Based on the Implementation details given in the titled paper (and also in 2016’s Continuous Online Sequence Learning Paper), I have the following two questions:
In equation (4) of the titled paper, what happens if there are more than one cells predicted in a single mini-column? Will all of the predicted cell’s active dendrites receive a reinforcement of their synapses connected to active pre-synaptic cells? If yes, then does this not negatively effect the storage efficiency of the cells of the network?
Equation (3) does not put any columnar inhibition on prediction of a cell, only equation (2) puts a columnar inhibition on the activity of the cell.

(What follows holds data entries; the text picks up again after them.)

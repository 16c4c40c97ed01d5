//! Realtime wire types
//!
//! Every frame on the wire is an [`Envelope`]: a named event plus a
//! JSON payload. Inbound frames deserialize into the [`ClientEvent`]
//! discriminated union and are validated before dispatch; outbound
//! frames carry a [`ServerEvent`] name.

use serde::de::DeserializeOwned;
use serde::{Deserialize, Serialize};
use std::fmt;

pub mod client;
pub use client::*;

/// Outbound event names (server -> group/connection)
#[derive(Debug, Clone, Copy, PartialEq, Eq, Hash, Serialize, Deserialize)]
#[serde(rename_all = "camelCase")]
pub enum ServerEvent {
    /// 当前草稿（加入餐桌时回复）
    CurrentOrder,
    /// 当前订单的进度状态
    CurrentOrderProcessing,
    /// 首单快照
    FirstOrder,
    /// 加单批次列表
    AddOrders,
    /// 已完成的菜品
    CompletedOrders,
    /// 草稿已更新
    OrderUpdated,
    /// 订单状态变更
    OrderStatusChanged,
    /// 餐桌状态变更
    TableStatusChanged,
    /// 加单提交
    AddItemsOrder,
    /// 新订单通知（staff）
    NewOrderTable,
    /// 新线上预订单通知（staff）
    NewOrderPreOrder,
    /// 新菜品进入厨房队列
    NewOrderItems,
    /// 厨房队列全量
    CurrentOrderItems,
    /// 餐桌聚合视图（staff）
    DataTable,
    /// 餐桌聚合视图更新（staff）
    DataTableUpdated,
    /// staff 通知列表全量同步
    StaffTableNotificationSync,
}

impl ServerEvent {
    pub fn as_str(&self) -> &'static str {
        match self {
            Self::CurrentOrder => "currentOrder",
            Self::CurrentOrderProcessing => "currentOrderProcessing",
            Self::FirstOrder => "firstOrder",
            Self::AddOrders => "addOrders",
            Self::CompletedOrders => "completedOrders",
            Self::OrderUpdated => "orderUpdated",
            Self::OrderStatusChanged => "orderStatusChanged",
            Self::TableStatusChanged => "tableStatusChanged",
            Self::AddItemsOrder => "addItemsOrder",
            Self::NewOrderTable => "newOrderTable",
            Self::NewOrderPreOrder => "newOrderPreOrder",
            Self::NewOrderItems => "newOrderItems",
            Self::CurrentOrderItems => "currentOrderItems",
            Self::DataTable => "dataTable",
            Self::DataTableUpdated => "dataTableUpdated",
            Self::StaffTableNotificationSync => "staffTableNotificationSync",
        }
    }
}

impl fmt::Display for ServerEvent {
    fn fmt(&self, f: &mut fmt::Formatter<'_>) -> fmt::Result {
        write!(f, "{}", self.as_str())
    }
}

/// One realtime frame: event name + JSON payload
#[derive(Debug, Clone, Serialize, Deserialize, PartialEq)]
pub struct Envelope {
    pub event: String,
    #[serde(default)]
    pub data: serde_json::Value,
}

impl Envelope {
    /// Build an outbound frame
    pub fn new<T: Serialize>(event: ServerEvent, data: &T) -> Self {
        Self {
            event: event.as_str().to_string(),
            data: serde_json::to_value(data).expect("Failed to serialize envelope payload"),
        }
    }

    /// 解析载荷为指定类型
    pub fn parse_data<T: DeserializeOwned>(&self) -> Result<T, serde_json::Error> {
        serde_json::from_value(self.data.clone())
    }

    /// 序列化为二进制（帧体）
    pub fn to_bytes(&self) -> Result<Vec<u8>, serde_json::Error> {
        serde_json::to_vec(self)
    }

    /// 从二进制解析
    pub fn from_bytes(bytes: &[u8]) -> Result<Self, serde_json::Error> {
        serde_json::from_slice(bytes)
    }
}

#[cfg(test)]
mod tests {
    use super::*;
    use crate::order::OrderDraft;

    #[test]
    fn test_envelope_roundtrip() {
        let env = Envelope::new(ServerEvent::CurrentOrder, &OrderDraft::empty());
        let bytes = env.to_bytes().unwrap();
        let back = Envelope::from_bytes(&bytes).unwrap();
        assert_eq!(back.event, "currentOrder");
        let draft: OrderDraft = back.parse_data().unwrap();
        assert!(draft.is_empty());
    }

    #[test]
    fn test_event_names() {
        assert_eq!(ServerEvent::NewOrderTable.as_str(), "newOrderTable");
        assert_eq!(
            ServerEvent::StaffTableNotificationSync.to_string(),
            "staffTableNotificationSync"
        );
    }
}
//! Ephemeral table state: the live draft and add-on batches

use serde::{Deserialize, Serialize};

use super::OrderItem;

/// The not-yet-submitted working order of a table
///
/// Doubles as the first-order snapshot (same shape, different key).
/// Absence in the session store always reads as the empty draft.
#[derive(Debug, Clone, Serialize, Deserialize, PartialEq, Default)]
#[serde(rename_all = "camelCase")]
pub struct OrderDraft {
    #[serde(default)]
    pub order_items: Vec<OrderItem>,
    #[serde(default)]
    pub total_price: i64,
}

impl OrderDraft {
    pub fn new(order_items: Vec<OrderItem>, total_price: i64) -> Self {
        Self {
            order_items,
            total_price,
        }
    }

    /// The `{orderItems:[],totalPrice:0}` value clients receive after
    /// a reset or on first join
    pub fn empty() -> Self {
        Self::default()
    }

    pub fn is_empty(&self) -> bool {
        self.order_items.is_empty()
    }
}

/// One add-on submission made after the table's first order
///
/// Immutable once appended; batches accumulate in submission order.
#[derive(Debug, Clone, Serialize, Deserialize, PartialEq)]
#[serde(rename_all = "camelCase")]
pub struct Batch {
    /// Millisecond timestamp at submission, unique per table in practice
    pub batch_id: i64,
    pub order_items: Vec<OrderItem>,
    pub total_price: i64,
    pub timestamp: i64,
}

impl Batch {
    pub fn new(order_items: Vec<OrderItem>, total_price: i64) -> Self {
        let now = crate::util::now_millis();
        Self {
            batch_id: now,
            order_items,
            total_price,
            timestamp: now,
        }
    }
}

On a similar note to the first one, what happens if – in equation (5) – there are more than one dendritic segments (from all the dendritic segments on all the cells in a particular unpredicted mini-column) that have a maximum overlap with the previous time-step’s activity pattern?
1- All the predictive cells within the active mini-column become active. However, the reinforcement of the synaptic connections can be applied only to the learning cells.
If yes, then does this not negatively effect the storage efficiency of the cells of the network?
There is always a likelihood of activating two or more cells within the same mini-column, but it is very low! Thus, I would say ‘yes’ it negatively affects the storage efficiency, but it is negligible.
2- If you have more than one active dendritic segment within a cell, that cell becomes predictive. During learning, all the active dendritic segments will be updated (assuming the cell status is changed from predictive to active.).
Thank you for your response!
I’ll implement this in my ongoing HTM implementation for learning of Simple and Embedded Reber Grammars and see how the network evolves.